Trump insisted drug companies could produce a vaccine much faster and that the military will help move shipments where they are needed.
“We’re going to deliver it right away. We have the military all set up. Logistically, we are all set up,” he said. “We have the military that delivers soldiers, they can do 200,000 a day. They’re going to be delivering.”
As FreightWaves/American Shipper previously reported, government officials are studying the possibility of flying giant C-5 and C-17 cargo planes loaded with refrigerated trailers that can be trucked to hospitals and other access points across the country. The military assets would supplement the commercial airlift capabilities of carriers such as FedEx (NYSE: FDX), UPS (NYSE: UPS) and Atlas Air (NASDAQ: AAWW), which could be strained trying to move millions of vaccine doses under urgent conditions.
The Department of Defense, which is helping coordinate Operation Warp Speed with the Department of Health and Human Services, insists that no significant use of military transportation is anticipated to ship vaccines.
“Our best military assessment is that there is sufficient U.S. commercial transportation capacity to fully support vaccine distribution. There should be no need for a large commitment of DOD units or personnel to support the nationwide distribution of vaccines,” spokesman Charles Pritchard said. “Any DOD-required support would be by exception. For example, military air assets may be called upon to deliver vaccines to a remote location only if no other means of transportation is feasible. However, there are no details yet on if that option will need to be used during distribution.”
Transporting the vaccine in trucks equipped with refrigerated units, rather than in individual temperature-controlled containers, would also eliminate outdoor transfers with aircraft, helping to ensure the integrity of products that must be chilled or frozen within strict temperature ranges.
Meanwhile, new information about the extreme temperature sensitivity of some vaccines in final trials bolsters the case for using military aircraft to ship refrigerated trucks with vaccines.
According to an article in The Atlantic on Monday, leading vaccine candidates from Moderna and a Pfizer-led team are so fragile they need to be frozen at temperatures up to minus 94 degrees Fahrenheit — below the capability of most freezers.

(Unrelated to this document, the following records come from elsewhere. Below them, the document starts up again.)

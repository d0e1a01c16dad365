//! Ordered, owning collection of ROIs with an embedded spatial hash.

use crate::{
	Roi,
	spatial_hash::{DEFAULT_CELL_SIZE, SpatialHash},
};
use imagec_core::types::ChannelIndex;
use imagec_image::{Mask, Raster};
use std::collections::BTreeMap;

/// Detection results of one (image, tile, channel).
///
/// ROI indices are unique and dense starting at 0; the embedded
/// spatial hash indexes the ROIs' (snap) bounding boxes for collision
/// queries.
#[derive(Debug, Default)]
pub struct DetectionResults {
	rois: Vec<Roi>,
	hash: SpatialHash,
}

impl DetectionResults {
	pub fn new() -> DetectionResults {
		DetectionResults {
			rois: Vec::new(),
			hash: SpatialHash::new(DEFAULT_CELL_SIZE),
		}
	}

	pub fn len(&self) -> usize {
		self.rois.len()
	}

	pub fn is_empty(&self) -> bool {
		self.rois.is_empty()
	}

	pub fn iter(&self) -> std::slice::Iter<'_, Roi> {
		self.rois.iter()
	}

	pub fn iter_mut(&mut self) -> std::slice::IterMut<'_, Roi> {
		self.rois.iter_mut()
	}

	pub fn get(&self, index: usize) -> Option<&Roi> {
		self.rois.get(index)
	}

	/// Appends a ROI. The index is reassigned to keep indices dense.
	pub fn push(&mut self, mut roi: Roi) {
		roi.set_index(self.rois.len() as u32);
		self.hash.insert(roi.index(), roi.snap_bbox());
		self.rois.push(roi);
	}

	/// Deep copy. The clone's spatial hash is rebuilt against the
	/// clone's own storage.
	pub fn clone_results(&self) -> DetectionResults {
		let mut clone = DetectionResults {
			rois: self.rois.clone(),
			hash: SpatialHash::new(self.hash.cell_size()),
		};
		for roi in &clone.rois {
			clone.hash.insert(roi.index(), roi.snap_bbox());
		}
		clone
	}

	/// Paints the union of the valid ROI masks into `dst`.
	pub fn create_binary_image(&self, dst: &mut Mask) {
		for roi in &self.rois {
			if !roi.is_valid() || roi.mask().is_empty() {
				continue;
			}
			let bbox = roi.bbox();
			for y in 0..roi.mask().height() {
				for x in 0..roi.mask().width() {
					if roi.mask().get(x, y) {
						let px = bbox.x + x as i32;
						let py = bbox.y + y as i32;
						if px >= 0 && py >= 0 {
							dst.set(px as u32, py as u32, true);
						}
					}
				}
			}
		}
	}

	/// Executes [`Roi::calc_intersection`] for every spatially
	/// colliding pair and collects the results that passed. Each own
	/// ROI contributes at most one intersection.
	pub fn calc_intersections(
		&self,
		other: &DetectionResults,
		originals: &BTreeMap<ChannelIndex, Raster>,
		min_intersection: f64,
		target_channel: ChannelIndex,
	) -> DetectionResults {
		let mut out = DetectionResults::new();
		let mut pairs = self.hash.colliding_pairs(&other.hash);
		pairs.sort_unstable();

		let mut last_own: Option<u32> = None;
		for (own_id, other_id) in pairs {
			if last_own == Some(own_id) {
				continue;
			}
			let own = &self.rois[own_id as usize];
			let theirs = &other.rois[other_id as usize];
			if !own.snap_bbox().intersects(theirs.snap_bbox()) {
				continue;
			}
			if let Some(roi) = own.calc_intersection(theirs, originals, min_intersection, target_channel) {
				out.push(roi);
				last_own = Some(own_id);
			}
		}
		out
	}

	/// Centres of mass of all valid ROIs.
	pub fn valid_centres(&self) -> Vec<imagec_core::types::Point> {
		self.rois.iter().filter(|roi| roi.is_valid()).map(|roi| roi.center_of_mass()).collect()
	}

	pub fn valid_count(&self) -> usize {
		self.rois.iter().filter(|roi| roi.is_valid()).count()
	}
}

impl<'a> IntoIterator for &'a DetectionResults {
	type Item = &'a Roi;
	type IntoIter = std::slice::Iter<'a, Roi>;

	fn into_iter(self) -> Self::IntoIter {
		self.rois.iter()
	}
}

#[cfg(test)]
mod tests {
	use super::*;
	use crate::contour;
	use imagec_core::{settings::ObjectFilterSettings, types::Rect};

	fn square_roi(origin: (i32, i32), size: u32, original: &Raster) -> Roi {
		let mut mask = Mask::new(size, size);
		for y in 0..size {
			for x in 0..size {
				mask.set(x, y, true);
			}
		}
		let points = contour::largest_contour(&mask);
		Roi::new(
			99,
			1.0,
			0,
			Rect::new(origin.0, origin.1, size, size),
			mask,
			points,
			original,
			ChannelIndex::Ch0,
			&ObjectFilterSettings::default(),
		)
	}

	fn flat(value: u16) -> Raster {
		Raster::from_vec(32, 32, vec![value; 1024]).unwrap()
	}

	#[test]
	fn push_assigns_dense_indices() {
		let original = flat(1);
		let mut results = DetectionResults::new();
		results.push(square_roi((0, 0), 4, &original));
		results.push(square_roi((10, 10), 4, &original));
		let indices: Vec<u32> = results.iter().map(Roi::index).collect();
		assert_eq!(indices, vec![0, 1]);
	}

	#[test]
	fn clone_is_observationally_equal() {
		let original = flat(7);
		let mut results = DetectionResults::new();
		results.push(square_roi((0, 0), 6, &original));
		results.push(square_roi((3, 3), 6, &original));

		let clone = results.clone_results();
		assert_eq!(clone.len(), results.len());
		for (a, b) in results.iter().zip(clone.iter()) {
			assert_eq!(a.index(), b.index());
			assert_eq!(a.bbox(), b.bbox());
			assert_eq!(a.area(), b.area());
			assert_eq!(a.contour(), b.contour());
			assert_eq!(a.validity(), b.validity());
		}

		// Same collision sets through the rebuilt hash.
		let originals = BTreeMap::from([(ChannelIndex::Ch0, original.clone())]);
		let from_original = results.calc_intersections(&results, &originals, 0.1, ChannelIndex::A);
		let from_clone = clone.calc_intersections(&clone, &originals, 0.1, ChannelIndex::A);
		assert_eq!(from_original.len(), from_clone.len());
	}

	#[test]
	fn binary_image_paints_only_valid_rois() {
		let original = flat(1);
		let mut results = DetectionResults::new();
		results.push(square_roi((0, 0), 4, &original));
		results.push(square_roi((8, 8), 4, &original));
		results.iter_mut().nth(1).unwrap().set_validity(imagec_core::types::ObjectValidity::TooSmall);

		let mut dst = Mask::new(32, 32);
		results.create_binary_image(&mut dst);
		assert_eq!(dst.count(), 16);
		assert!(dst.get(0, 0));
		assert!(!dst.get(8, 8));
	}

	#[test]
	fn intersections_of_overlapping_results() {
		let original = flat(9);
		let originals = BTreeMap::from([(ChannelIndex::Ch0, original.clone())]);

		let mut a = DetectionResults::new();
		a.push(square_roi((0, 0), 8, &original));
		a.push(square_roi((20, 20), 4, &original));
		let mut b = DetectionResults::new();
		b.push(square_roi((4, 4), 8, &original));

		let out = a.calc_intersections(&b, &originals, 0.1, ChannelIndex::A);
		assert_eq!(out.len(), 1);
		assert_eq!(out.get(0).unwrap().bbox(), &Rect::new(4, 4, 4, 4));
		assert_eq!(out.get(0).unwrap().index(), 0);
		assert_eq!(out.get(0).unwrap().channel(), ChannelIndex::A);
	}
}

The Pfizer vaccine is nearly impossible to maintain at the required temperature during transit, so the company has developed special thermal containers that can keep vaccines frozen for up to 10 days but have limited capacity. Once opened, the containers need to be quickly refreshed with dry ice.
State health officials are worried about how to ship the vaccine to more rural areas without any temperature deviation. They say rural hospitals don’t have the required deep freezers. One way to compensate for the infrastructure challenge would be to remove some doses from a bulk allocation to an urban center, repack it in dry ice and drive it to remote clinics.
The CDC has selected McKesson Corp. as the centralized distributor of COVID-19 vaccines. The company will coordinate commercial logistics activity with other industry partners, such as FedEx Express and UPS.
Redfield asked governors on Aug. 27 to help McKesson set up vaccine distribution facilities so they are operational by Nov. 1, although he didn’t say a vaccine would be ready by then.
President Trump has been touting the possibility a vaccine may be approved before the November election, raising concerns that political pressure is being placed on the Food and Drug Administration to rush the process.